*** Block opens ***

//! Integration tests for tenreg-core
//!
//! End-to-end checks of the public tensor and matricization API.

use scirs2_core::random::{SeedableRng, StdRng};
use tenreg_core::{DenseND, ShapeError};

#[test]
fn test_unfold_fold_roundtrip_integration() {
    let data = DenseND::<f64>::from_vec((1..=60).map(|x| x as f64).collect(), &[5, 3, 4]).unwrap();

    let unfolded = data.unfold_samples().unwrap();
    assert_eq!(unfolded.shape(), &[5, 12]);

    let folded = DenseND::fold_samples(&unfolded, &[3, 4]).unwrap();
    assert_eq!(folded, data);
}

#[test]
fn test_random_batch_roundtrip() {
    let mut rng = StdRng::seed_from_u64(2024);
    let batch = DenseND::<f64>::random_normal(&[11, 5, 7], 0.0, 1.0, &mut rng);

    let mat = batch.unfold_samples().unwrap();
    assert_eq!(mat.dim(), (11, 35));
    assert_eq!(mat[[10, 34]], batch[&[10, 4, 6]]);

    let back = DenseND::fold_samples(&mat, batch.trailing_shape().unwrap()).unwrap();
    assert_eq!(back, batch);
}

#[test]
fn test_weight_matrix_to_tensor() {
    // (I, J) = (2*3, 4) matrix interpreted as a (2, 3, 4) weight tensor
    let mat = DenseND::<f64>::from_fn(&[6, 4], |idx| (idx[0] * 4 + idx[1]) as f64)
        .unfold_samples()
        .unwrap();
    let w = DenseND::from_matrix(&mat, &[2, 3, 4]).unwrap();
    assert_eq!(w.shape(), &[2, 3, 4]);
    assert_eq!(w[&[1, 2, 3]], 23.0);
}

#[test]
fn test_shape_errors_are_typed() {
    let t = DenseND::<f64>::zeros(&[4, 3]);
    let mat = t.unfold_samples().unwrap();

    match DenseND::fold_samples(&mat, &[2, 2]) {
        Err(ShapeError::FoldMismatch { matrix, trailing }) => {
            assert_eq!(matrix, [4, 3]);
            assert_eq!(trailing, vec![2, 2]);
        }
        other => panic!("expected FoldMismatch, got {:?}", other),
    }

    assert!(matches!(
        t.reshape(&[5, 5]),
        Err(ShapeError::ElementCount { expected: 25, actual: 12, .. })
    ));
}
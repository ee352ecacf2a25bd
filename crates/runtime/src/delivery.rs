//! Event delivery from the connection manager into session queues.
//!
//! Runs in the manager's execution context. Delivery only takes the owning
//! session's lock (and the handle table beneath it) and never blocks on
//! the manager or on a client.

use std::sync::Arc;

use tracing::{debug, trace, warn};
use ucm_protocol::{EventKind, EventRecord};

use crate::context::Context;
use crate::manager::{CmEvent, Endpoint, EventSink, Rejected, Route};
use crate::session::{CloseJob, QueuedEvent, SessionShared, SessionState};

impl EventSink {
	/// Reports an event for this sink's endpoint.
	///
	/// Events for an endpoint no client has claimed yet, or for a context
	/// whose correlation tag is not committed, are dropped. A device removal
	/// is still acted on in both cases.
	pub fn deliver(&self, event: CmEvent) {
		if event.kind == EventKind::ConnectRequest {
			warn!(target = "ucm.event", key = self.route.key.0, "connect request without an endpoint dropped");
			return;
		}
		let route = &self.route;
		let handled = self.with_target(|session, state, ctx| {
			let own_endpoint = route.key == ctx.endpoint_key();
			let Some(ctx_uid) = ctx.uid().filter(|_| own_endpoint) else {
				if event.kind == EventKind::DeviceRemoval {
					on_device_removal(session, state, ctx, route);
				}
				debug!(target = "ucm.event", id = %ctx.id, kind = ?event.kind, "dropped event for unclaimed endpoint");
				return;
			};

			let (uid, id) = match event.membership.filter(|_| event.kind.is_multicast()) {
				Some(mc) => {
					let memberships = ctx.memberships.lock();
					match memberships.iter().find(|m| m.id == mc) {
						Some(membership) => (membership.uid, mc.0),
						None => {
							debug!(target = "ucm.event", id = %ctx.id, %mc, "dropped event for unknown membership");
							return;
						}
					}
				}
				None => (ctx_uid, ctx.id.0),
			};

			let kind = event.kind;
			session.push_event(
				state,
				QueuedEvent {
					context: Arc::downgrade(ctx),
					membership: event.membership.filter(|_| kind.is_multicast()),
					route: Arc::clone(route),
					record: EventRecord {
						uid,
						id,
						event: kind,
						status: event.status,
						param: event.param.truncated(),
						ece: event.ece,
					},
					detached: None,
				},
			);
			trace!(target = "ucm.event", session = %session.id, id, ?kind, "queued");

			if kind == EventKind::DeviceRemoval {
				on_device_removal(session, state, ctx, route);
			}
		});
		if handled.is_none() {
			trace!(target = "ucm.event", key = self.route.key.0, kind = ?event.kind, "no consumer, event dropped");
		}
	}

	/// Reports an inbound connect request carrying its new endpoint.
	///
	/// Must be called on the sink minted for that endpoint by
	/// [`EventSink::inbound`]. The request is queued only if the listener's
	/// backlog has room; otherwise the endpoint is handed back.
	pub fn deliver_connect_request(&self, endpoint: Box<dyn Endpoint>, event: CmEvent) -> Result<(), Rejected> {
		let mut slot = Some(endpoint);
		let route = &self.route;
		self.with_target(|session, state, listener| {
			if state.closed {
				return;
			}
			if !listener.take_backlog_slot() {
				debug!(target = "ucm.event", id = %listener.id, "backlog exhausted, connect request dropped");
				return;
			}
			let record = EventRecord {
				uid: listener.uid().unwrap_or_default(),
				id: listener.id.0,
				event: EventKind::ConnectRequest,
				status: event.status,
				param: event.param.truncated(),
				ece: event.ece,
			};
			session.push_event(
				state,
				QueuedEvent {
					context: Arc::downgrade(listener),
					membership: None,
					route: Arc::clone(route),
					record,
					detached: slot.take(),
				},
			);
			trace!(target = "ucm.event", session = %session.id, id = %listener.id, "connect request queued");
		});
		match slot {
			Some(endpoint) => Err(Rejected { endpoint }),
			None => Ok(()),
		}
	}

	/// Locks the session owning this route's context and runs `f`.
	///
	/// Returns `None` without calling `f` when nothing consumes the route:
	/// no context, context already freed, or its session gone.
	fn with_target<R>(&self, f: impl FnOnce(&Arc<SessionShared>, &mut SessionState, &Arc<Context>) -> R) -> Option<R> {
		loop {
			let ctx = self.route.target()?;
			let session = ctx.owner_session()?;
			let mut state = session.state.lock();
			// Migration or a claim may have moved the target while we waited.
			if ctx.owner_id() != session.id {
				continue;
			}
			if !self.route.target().is_some_and(|t| Arc::ptr_eq(&t, &ctx)) {
				continue;
			}
			if ctx.is_freed() {
				return None;
			}
			return Some(f(&session, &mut state, &ctx));
		}
	}
}

/// Reacts to a device removal reported through `route`.
///
/// For the context's own endpoint: mark it Closing and schedule the
/// deferred close, unless an explicit destroy already erased it. For an
/// unclaimed inbound endpoint: withdraw its queued connect request and
/// destroy the endpoint on the close worker.
fn on_device_removal(session: &SessionShared, state: &mut SessionState, ctx: &Arc<Context>, route: &Arc<Route>) {
	if ctx.destroy_requested.load(std::sync::atomic::Ordering::Acquire) {
		return;
	}

	if route.key == ctx.endpoint_key() {
		let erased = !session.broker.contexts.with_entry(ctx.id.0, |entry| match entry {
			Some(current) if Arc::ptr_eq(current, ctx) => {
				ctx.mark_closing();
				true
			}
			_ => false,
		});
		if erased {
			return;
		}
		if !ctx.close_scheduled.swap(true, std::sync::atomic::Ordering::AcqRel) {
			debug!(target = "ucm.teardown", id = %ctx.id, "device removed, close scheduled");
			session.worker.submit(CloseJob::Context(Arc::clone(ctx)));
		}
		return;
	}

	let pending = state.events.iter().position(|ev| {
		ev.route.key == route.key && ev.record.event == EventKind::ConnectRequest && ev.detached.is_some()
	});
	match pending.and_then(|pos| state.events.remove(pos)) {
		Some(mut withdrawn) => {
			route.detach();
			ctx.return_backlog_slot();
			if let Some(endpoint) = withdrawn.detached.take() {
				session.worker.submit(CloseJob::Endpoint(endpoint));
			}
			debug!(target = "ucm.teardown", id = %ctx.id, "withdrew connect request for removed device");
		}
		None => warn!(target = "ucm.teardown", id = %ctx.id, "connect request for removed endpoint not found"),
	}
}
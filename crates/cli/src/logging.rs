use tracing_subscriber::EnvFilter;
use tracing_subscriber::fmt::writer::MakeWriterExt;

pub fn init_logging(verbosity: u8) {
	// 0 = errors only
	// 1 (-v) = daemon lifecycle, connections and teardown
	// 2+ (-vv) = per-command and per-event traffic
	let env_filter = EnvFilter::try_from_default_env().unwrap_or_else(|_| EnvFilter::new(default_filter(verbosity)));

	let stderr = std::io::stderr.with_max_level(tracing::Level::TRACE);

	tracing_subscriber::fmt()
		.with_env_filter(env_filter)
		.with_writer(stderr)
		.with_target(true)
		.with_level(true)
		.compact()
		.init();
}

fn default_filter(verbosity: u8) -> &'static str {
	match verbosity {
		0 => "error",
		1 => "info",
		_ => "debug",
	}
}

#[cfg(test)]
mod tests {
	use super::*;

	#[test]
	fn verbosity_maps_to_filter() {
		assert_eq!(default_filter(0), "error");
		assert_eq!(default_filter(1), "info");
		assert_eq!(default_filter(2), "debug");
		assert_eq!(default_filter(9), "debug");
	}
}
//! Opcode dispatch.
//!
//! A [`Command`] is checked in a fixed order before anything runs: the
//! opcode must be known, the output buffer must fit the response, and the
//! input must decode into the opcode's request struct.

use serde::de::DeserializeOwned;
use serde::{Deserialize, Serialize};
use serde_json::Value;
use tracing::trace;
use ucm_protocol::{
	AcceptRequest, BindRequest, ConnectRequest, ContextRequest, CreateIdRequest, GetEventRequest,
	InitQpAttrRequest, JoinFlags, JoinIpMcastRequest, JoinMcastRequest, LeaveMcastRequest, ListenRequest,
	MigrateRequest, NotifyRequest, Opcode, PortSpace, QpType, QueryOption, QueryRequest, RejectRequest,
	ResolveAddrRequest, ResolveRouteRequest, Response, SetOptionRequest, sizes,
};

use crate::error::{Error, Result};
use crate::session::Session;

/// One client command: raw opcode, JSON input and the output buffer size
/// the client reserved.
#[derive(Debug, Clone, PartialEq, Serialize, Deserialize)]
pub struct Command {
	pub opcode: u32,
	#[serde(default)]
	pub input: Value,
	pub out_len: usize,
}

impl Command {
	pub fn new(opcode: Opcode, input: Value, out_len: usize) -> Self {
		Self {
			opcode: opcode.raw(),
			input,
			out_len,
		}
	}
}

fn decode<T: DeserializeOwned>(input: Value) -> Result<T> {
	serde_json::from_value(input).map_err(|e| Error::InvalidArgument(e.to_string()))
}

fn no_reserved(reserved: u32) -> Result<()> {
	if reserved != 0 {
		return Err(Error::InvalidArgument("reserved field must be zero".into()));
	}
	Ok(())
}

impl Session {
	/// Executes one command against this session.
	pub async fn execute(&self, command: Command) -> Result<Response> {
		let Command { opcode: raw, input, out_len } = command;
		let opcode = Opcode::from_raw(raw)
			.filter(|op| *op != Opcode::GetOption)
			.ok_or_else(|| Error::Unsupported(format!("opcode {raw}")))?;
		let needed = opcode.min_output();
		if out_len < needed {
			return Err(Error::InsufficientSpace {
				needed,
				available: out_len,
			});
		}
		trace!(target = "ucm.session", session = %self.id(), ?opcode, "execute");

		match opcode {
			Opcode::CreateId => {
				let req: CreateIdRequest = decode(input)?;
				let port_space = PortSpace::from_raw(req.ps)
					.ok_or_else(|| Error::InvalidArgument(format!("port space {:#x}", req.ps)))?;
				let qp_type = match QpType::from_raw(req.qp_type) {
					Some(qp_type) => qp_type,
					None if port_space != PortSpace::Ib => QpType::default(),
					None => return Err(Error::InvalidArgument(format!("qp type {}", req.qp_type))),
				};
				let id = self.create_id(req.uid, port_space, qp_type)?;
				Ok(Response::Created { id })
			}
			Opcode::DestroyId => {
				let req: ContextRequest = decode(input)?;
				let events_reported = self.destroy_id(req.id).await?;
				Ok(Response::EventsReported { events_reported })
			}
			Opcode::BindIp | Opcode::Bind => {
				let req: BindRequest = decode(input)?;
				if opcode == Opcode::Bind {
					no_reserved(req.reserved)?;
				}
				self.bind(req.id, req.addr)?;
				Ok(Response::Empty)
			}
			Opcode::ResolveIp | Opcode::ResolveAddr => {
				let req: ResolveAddrRequest = decode(input)?;
				if opcode == Opcode::ResolveAddr {
					no_reserved(req.reserved)?;
				}
				self.resolve_addr(req.id, req.src, req.dst, req.timeout_ms)?;
				Ok(Response::Empty)
			}
			Opcode::ResolveRoute => {
				let req: ResolveRouteRequest = decode(input)?;
				self.resolve_route(req.id, req.timeout_ms)?;
				Ok(Response::Empty)
			}
			Opcode::QueryRoute => {
				let req: ContextRequest = decode(input)?;
				Ok(Response::Route(self.query_route(req.id)?))
			}
			Opcode::Connect => {
				let req: ConnectRequest = decode(input)?;
				self.connect(req.id, &req.conn_param, req.ece)?;
				Ok(Response::Empty)
			}
			Opcode::Listen => {
				let req: ListenRequest = decode(input)?;
				self.listen(req.id, req.backlog)?;
				Ok(Response::Empty)
			}
			Opcode::Accept => {
				let req: AcceptRequest = decode(input)?;
				self.accept(req.id, req.uid, &req.conn_param, req.ece)?;
				Ok(Response::Empty)
			}
			Opcode::Reject => {
				let req: RejectRequest = decode(input)?;
				self.reject(req.id, req.reason, &req.private_data)?;
				Ok(Response::Empty)
			}
			Opcode::Disconnect => {
				let req: ContextRequest = decode(input)?;
				self.disconnect(req.id)?;
				Ok(Response::Empty)
			}
			Opcode::InitQpAttr => {
				let req: InitQpAttrRequest = decode(input)?;
				Ok(Response::QpAttr(self.init_qp_attr(req.id, req.qp_state)?))
			}
			Opcode::GetEvent => {
				let req: GetEventRequest = if input.is_null() {
					GetEventRequest::default()
				} else {
					decode(input)?
				};
				Ok(Response::Event(self.next_event(!req.nonblock).await?))
			}
			Opcode::SetOption => {
				let req: SetOptionRequest = decode(input)?;
				self.set_option(req.id, req.level, req.optname, &req.optval)?;
				Ok(Response::Empty)
			}
			Opcode::Notify => {
				let req: NotifyRequest = decode(input)?;
				self.notify(req.id, req.event)?;
				Ok(Response::Empty)
			}
			Opcode::JoinIpMcast => {
				let req: JoinIpMcastRequest = decode(input)?;
				let id = self.join_multicast(req.id, req.uid, req.addr, JoinFlags::FullMember)?;
				Ok(Response::Joined { id })
			}
			Opcode::JoinMcast => {
				let req: JoinMcastRequest = decode(input)?;
				let id = self.join_multicast(req.id, req.uid, req.addr, req.join_flags)?;
				Ok(Response::Joined { id })
			}
			Opcode::LeaveMcast => {
				let req: LeaveMcastRequest = decode(input)?;
				let events_reported = self.leave_multicast(req.id)?;
				Ok(Response::EventsReported { events_reported })
			}
			Opcode::MigrateId => {
				let req: MigrateRequest = decode(input)?;
				let events_reported = self.migrate_from(req.session, req.id)?;
				Ok(Response::EventsReported { events_reported })
			}
			Opcode::Query => {
				let req: QueryRequest = decode(input)?;
				let option = QueryOption::from_raw(req.option)
					.ok_or_else(|| Error::Unsupported(format!("query option {}", req.option)))?;
				let needed = option.min_output();
				if out_len < needed {
					return Err(Error::InsufficientSpace {
						needed,
						available: out_len,
					});
				}
				match option {
					QueryOption::Addr => Ok(Response::Addr(self.query_addr(req.id)?)),
					QueryOption::Gid => Ok(Response::Addr(self.query_gid(req.id)?)),
					QueryOption::Path => {
						let mut paths = self.query_path(req.id)?;
						paths.truncate((out_len - sizes::QUERY_PATH_HEADER) / sizes::PATH_RECORD);
						Ok(Response::Paths { paths })
					}
				}
			}
			Opcode::GetOption => Err(Error::Unsupported("get_option".into())),
		}
	}
}
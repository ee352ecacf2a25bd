//! Wire types for the user-space connection manager broker.
//!
//! This crate contains the serde-serializable types exchanged between a
//! client and the broker: identifiers, opcodes, per-opcode request
//! structs, responses and the event records handed out by `get_event`.
//!
//! # Design Philosophy
//!
//! Types in this crate are:
//! - **Pure data**: No behavior beyond serialization and a few constructors
//! - **Sized like the ABI**: Every response carries the fixed size a client
//!   buffer must reserve for it (see [`Response::wire_size`])
//! - **Stable**: Changes only when the command surface changes
//!
//! The lifecycle engine that gives these types meaning lives in
//! `ucm-runtime`.

pub mod command;
pub mod ids;
pub mod types;

pub use command::*;
pub use ids::*;
pub use types::*;
//! Command surface: opcodes, request structs and responses.
//!
//! Each opcode maps to exactly one request struct. Responses carry the
//! fixed size a client must reserve for them; the broker rejects a command
//! whose output buffer is smaller before running it.

use std::net::SocketAddr;

use serde::{Deserialize, Serialize};

use crate::ids::{ContextId, MembershipId, SessionId};
use crate::types::{
    AddrInfo, ConnParam, Ece, EventRecord, JoinFlags, PathRecord, QpAttributes, QueryOption, RouteInfo,
};

/// Response sizes in bytes, as laid out by the client ABI.
pub mod sizes {
    pub const CREATE_ID: usize = 4;
    pub const DESTROY_ID: usize = 4;
    pub const MIGRATE: usize = 4;
    pub const QUERY_ROUTE: usize = 208;
    /// Older clients stop before the device index.
    pub const QUERY_ROUTE_MIN: usize = 200;
    pub const INIT_QP_ATTR: usize = 144;
    pub const EVENT: usize = 216;
    /// Older clients omit the trailing reserved word and ECE block.
    pub const EVENT_MIN: usize = EVENT - 4 - 8;
    pub const QUERY_ADDR: usize = 280;
    pub const QUERY_ADDR_MIN: usize = 272;
    pub const QUERY_PATH_HEADER: usize = 8;
    pub const PATH_RECORD: usize = 72;
}

/// Command opcodes.
#[derive(Debug, Clone, Copy, PartialEq, Eq, Hash, Serialize, Deserialize)]
#[serde(rename_all = "snake_case")]
pub enum Opcode {
    CreateId,
    DestroyId,
    BindIp,
    ResolveIp,
    ResolveRoute,
    QueryRoute,
    Connect,
    Listen,
    Accept,
    Reject,
    Disconnect,
    InitQpAttr,
    GetEvent,
    GetOption,
    SetOption,
    Notify,
    JoinIpMcast,
    LeaveMcast,
    MigrateId,
    Query,
    Bind,
    ResolveAddr,
    JoinMcast,
}

impl Opcode {
    const ALL: [Opcode; 23] = [
        Self::CreateId,
        Self::DestroyId,
        Self::BindIp,
        Self::ResolveIp,
        Self::ResolveRoute,
        Self::QueryRoute,
        Self::Connect,
        Self::Listen,
        Self::Accept,
        Self::Reject,
        Self::Disconnect,
        Self::InitQpAttr,
        Self::GetEvent,
        Self::GetOption,
        Self::SetOption,
        Self::Notify,
        Self::JoinIpMcast,
        Self::LeaveMcast,
        Self::MigrateId,
        Self::Query,
        Self::Bind,
        Self::ResolveAddr,
        Self::JoinMcast,
    ];

    /// Decodes a numeric opcode.
    pub fn from_raw(raw: u32) -> Option<Self> {
        Self::ALL.get(raw as usize).copied()
    }

    pub fn raw(self) -> u32 {
        Self::ALL
            .iter()
            .position(|op| *op == self)
            .map(|i| i as u32)
            .unwrap_or(u32::MAX)
    }

    /// Minimum output buffer size this opcode needs.
    ///
    /// `Query` depends on the selected option and is checked by its handler.
    pub fn min_output(self) -> usize {
        match self {
            Self::CreateId | Self::JoinIpMcast | Self::JoinMcast => sizes::CREATE_ID,
            Self::DestroyId | Self::LeaveMcast => sizes::DESTROY_ID,
            Self::MigrateId => sizes::MIGRATE,
            Self::QueryRoute => sizes::QUERY_ROUTE_MIN,
            Self::InitQpAttr => sizes::INIT_QP_ATTR,
            Self::GetEvent => sizes::EVENT_MIN,
            _ => 0,
        }
    }
}

/// A context-addressed command with no further arguments.
#[derive(Debug, Clone, Copy, PartialEq, Eq, Serialize, Deserialize)]
pub struct ContextRequest {
    pub id: ContextId,
}

#[derive(Debug, Clone, Copy, PartialEq, Eq, Serialize, Deserialize)]
pub struct CreateIdRequest {
    pub uid: u64,
    /// Raw port space.
    pub ps: u16,
    /// Raw queue-pair type, only consulted for the IB port space.
    #[serde(default)]
    pub qp_type: u8,
}

#[derive(Debug, Clone, Copy, PartialEq, Eq, Serialize, Deserialize)]
pub struct BindRequest {
    pub id: ContextId,
    pub addr: SocketAddr,
    #[serde(default)]
    pub reserved: u32,
}

#[derive(Debug, Clone, Copy, PartialEq, Eq, Serialize, Deserialize)]
pub struct ResolveAddrRequest {
    pub id: ContextId,
    #[serde(default)]
    pub src: Option<SocketAddr>,
    pub dst: SocketAddr,
    pub timeout_ms: u32,
    #[serde(default)]
    pub reserved: u32,
}

#[derive(Debug, Clone, Copy, PartialEq, Eq, Serialize, Deserialize)]
pub struct ResolveRouteRequest {
    pub id: ContextId,
    pub timeout_ms: u32,
}

#[derive(Debug, Clone, PartialEq, Eq, Serialize, Deserialize)]
pub struct ConnectRequest {
    pub id: ContextId,
    pub conn_param: ConnParam,
    #[serde(default)]
    pub ece: Option<Ece>,
}

#[derive(Debug, Clone, Copy, PartialEq, Eq, Serialize, Deserialize)]
pub struct ListenRequest {
    pub id: ContextId,
    /// Non-positive values select the configured maximum.
    pub backlog: i32,
}

#[derive(Debug, Clone, PartialEq, Eq, Serialize, Deserialize)]
pub struct AcceptRequest {
    pub id: ContextId,
    pub uid: u64,
    #[serde(default)]
    pub conn_param: ConnParam,
    #[serde(default)]
    pub ece: Option<Ece>,
}

#[derive(Debug, Clone, PartialEq, Eq, Serialize, Deserialize)]
pub struct RejectRequest {
    pub id: ContextId,
    #[serde(default)]
    pub reason: u32,
    #[serde(default)]
    pub private_data: Vec<u8>,
}

#[derive(Debug, Clone, Copy, PartialEq, Eq, Serialize, Deserialize)]
pub struct InitQpAttrRequest {
    pub id: ContextId,
    pub qp_state: u8,
}

#[derive(Debug, Clone, Copy, PartialEq, Eq, Default, Serialize, Deserialize)]
pub struct GetEventRequest {
    /// Return `EAGAIN` instead of waiting on an empty queue.
    #[serde(default)]
    pub nonblock: bool,
}

#[derive(Debug, Clone, PartialEq, Eq, Serialize, Deserialize)]
pub struct SetOptionRequest {
    pub id: ContextId,
    pub level: u32,
    pub optname: u32,
    pub optval: Vec<u8>,
}

#[derive(Debug, Clone, Copy, PartialEq, Eq, Serialize, Deserialize)]
pub struct NotifyRequest {
    pub id: ContextId,
    pub event: u32,
}

#[derive(Debug, Clone, Copy, PartialEq, Eq, Serialize, Deserialize)]
pub struct JoinIpMcastRequest {
    pub id: ContextId,
    pub uid: u64,
    pub addr: SocketAddr,
}

#[derive(Debug, Clone, Copy, PartialEq, Eq, Serialize, Deserialize)]
pub struct JoinMcastRequest {
    pub id: ContextId,
    pub uid: u64,
    pub addr: SocketAddr,
    #[serde(default)]
    pub join_flags: JoinFlags,
}

#[derive(Debug, Clone, Copy, PartialEq, Eq, Serialize, Deserialize)]
pub struct LeaveMcastRequest {
    pub id: MembershipId,
}

#[derive(Debug, Clone, Copy, PartialEq, Eq, Serialize, Deserialize)]
pub struct MigrateRequest {
    pub id: ContextId,
    /// Session currently owning the context.
    pub session: SessionId,
}

#[derive(Debug, Clone, Copy, PartialEq, Eq, Serialize, Deserialize)]
pub struct QueryRequest {
    pub id: ContextId,
    /// Raw query option (0 = addr, 1 = path, 2 = gid).
    pub option: u32,
}

/// Result of a successfully executed command.
#[derive(Debug, Clone, PartialEq, Eq, Serialize, Deserialize)]
#[serde(tag = "type", rename_all = "snake_case")]
pub enum Response {
    Empty,
    Created { id: ContextId },
    Joined { id: MembershipId },
    EventsReported { events_reported: u32 },
    Event(EventRecord),
    Route(RouteInfo),
    Addr(AddrInfo),
    Paths { paths: Vec<PathRecord> },
    QpAttr(QpAttributes),
}

impl Response {
    /// Full ABI size of this response.
    pub fn wire_size(&self) -> usize {
        match self {
            Self::Empty => 0,
            Self::Created { .. } | Self::Joined { .. } => sizes::CREATE_ID,
            Self::EventsReported { .. } => sizes::DESTROY_ID,
            Self::Event(_) => sizes::EVENT,
            Self::Route(_) => sizes::QUERY_ROUTE,
            Self::Addr(_) => sizes::QUERY_ADDR,
            Self::Paths { paths } => sizes::QUERY_PATH_HEADER + paths.len() * sizes::PATH_RECORD,
            Self::QpAttr(_) => sizes::INIT_QP_ATTR,
        }
    }
}

impl QueryOption {
    pub fn from_raw(raw: u32) -> Option<Self> {
        match raw {
            0 => Some(Self::Addr),
            1 => Some(Self::Path),
            2 => Some(Self::Gid),
            _ => None,
        }
    }

    /// Minimum output buffer size for this option.
    pub fn min_output(self) -> usize {
        match self {
            Self::Addr | Self::Gid => sizes::QUERY_ADDR_MIN,
            Self::Path => sizes::QUERY_PATH_HEADER,
        }
    }
}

*** Block closes ***

## Prompt
Beginning with the first line above, could you copy every line exactly, up to and including the one with "let mat = batch.unfold_samples().unwrap();"?

## Problem solution
//! Integration tests for tenreg-core
//!
//! End-to-end checks of the public tensor and matricization API.

use scirs2_core::random::{SeedableRng, StdRng};
use tenreg_core::{DenseND, ShapeError};

#[test]
fn test_unfold_fold_roundtrip_integration() {
    let data = DenseND::<f64>::from_vec((1..=60).map(|x| x as f64).collect(), &[5, 3, 4]).unwrap();

    let unfolded = data.unfold_samples().unwrap();
    assert_eq!(unfolded.shape(), &[5, 12]);

    let folded = DenseND::fold_samples(&unfolded, &[3, 4]).unwrap();
    assert_eq!(folded, data);
}

#[test]
fn test_random_batch_roundtrip() {
    let mut rng = StdRng::seed_from_u64(2024);
    let batch = DenseND::<f64>::random_normal(&[11, 5, 7], 0.0, 1.0, &mut rng);

    let mat = batch.unfold_samples().unwrap();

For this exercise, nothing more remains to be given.